The site-specific installation named Conifera, envisioned as a large-scale tunnel like entryway assembled using numerous 3D printed components made from renewable resources, was an embodiment of the future of design, technology and material innovation. It took the viewer to an ethereal journey, utilising structural form to transport them from the 16th century courtyard of Palazzo Isimbardi to the surrounding garden, bridging the passage between architecture and the natural world.
Digitally designed and fabricated, a series of truncated pyramids shaped Conifera, was created using 700 interlocking modular bio-bricks, 3D printed in a mix of wood and bioplastic. These modules shifted from a wood and bioplastic composite in the courtyard to translucent bioplastic elements in the Palazzo’s garden, coming together to be one of the largest structures to have been conceived and realised using this method. Resembling a light wooden lattice framework, Conifera generated a new generation of architecture, showcasing advances in material innovation, technology and creativity.
Conifera was conceived in response to a brief from COS, and through a parametric design process evolved throughout its conception.
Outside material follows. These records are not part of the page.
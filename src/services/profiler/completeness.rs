use indexmap::IndexMap;
use polars::prelude::*;
use serde::Serialize;

use super::round2;

#[derive(Debug, Clone, PartialEq, Serialize)]
pub struct ColumnMissing {
    pub count: usize,
    pub percentage: f64,
}

#[derive(Debug, Clone, PartialEq, Serialize)]
pub struct MissingValues {
    pub total_missing: usize,
    pub missing_by_column: IndexMap<String, ColumnMissing>,
    pub columns_with_missing: Vec<String>,
}

impl MissingValues {
    /// Plain per-column counts, as reported on upload.
    pub fn counts(&self) -> IndexMap<String, usize> {
        self.missing_by_column
            .iter()
            .map(|(name, missing)| (name.clone(), missing.count))
            .collect()
    }
}

/// Nulls, plus NaN for floating point columns.
pub fn missing_count(series: &Series) -> PolarsResult<usize> {
    let nan_count = match series.dtype() {
        DataType::Float32 | DataType::Float64 => {
            let cast = series.cast(&DataType::Float64)?;
            cast.f64()?
                .into_iter()
                .filter(|v| v.is_some_and(f64::is_nan))
                .count()
        }
        _ => 0,
    };
    Ok(series.null_count() + nan_count)
}

pub fn percentage(part: usize, total: usize) -> f64 {
    if total == 0 {
        0.0
    } else {
        round2(part as f64 / total as f64 * 100.0)
    }
}

pub fn analyze(df: &DataFrame) -> PolarsResult<MissingValues> {
    let rows = df.height();
    let mut missing_by_column = IndexMap::with_capacity(df.width());
    let mut columns_with_missing = Vec::new();
    let mut total_missing = 0;

    for series in df.get_columns() {
        let count = missing_count(series)?;
        total_missing += count;
        if count > 0 {
            columns_with_missing.push(series.name().to_string());
        }
        missing_by_column.insert(
            series.name().to_string(),
            ColumnMissing {
                count,
                percentage: percentage(count, rows),
            },
        );
    }

    Ok(MissingValues {
        total_missing,
        missing_by_column,
        columns_with_missing,
    })
}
The piece vertically integrated design and construction, forming a direct connection from design to build through a dialogue with robotics: the architect is at once a designer and a maker.
“Conifera offered a glimpse of the future, the potential of design and the possibilities which open up through collaboration”, reflected Karin Gustafsson, Creative Director of COS. “The installation has grown from the seed of an idea and has been shaped by Mamou–Mani’s creativity, the expanding horizons of technology and put shared focus on material information and craftsmanship. The final piece brings together so many influences reflective of our values and our focus on pushing the boundaries of design while maintaining a careful balance of the man- made and natural.”
Mamou’s vision was to formulate a piece to echo the circular nature of the compostable material and create a journey from architecture to nature, in order to showcase how renewable materials, coupled with an algorithm approach and distributed 3D printing, can create the building blocks of the future.
This was COS’s eight consecutive installation at the Salone del Mobile.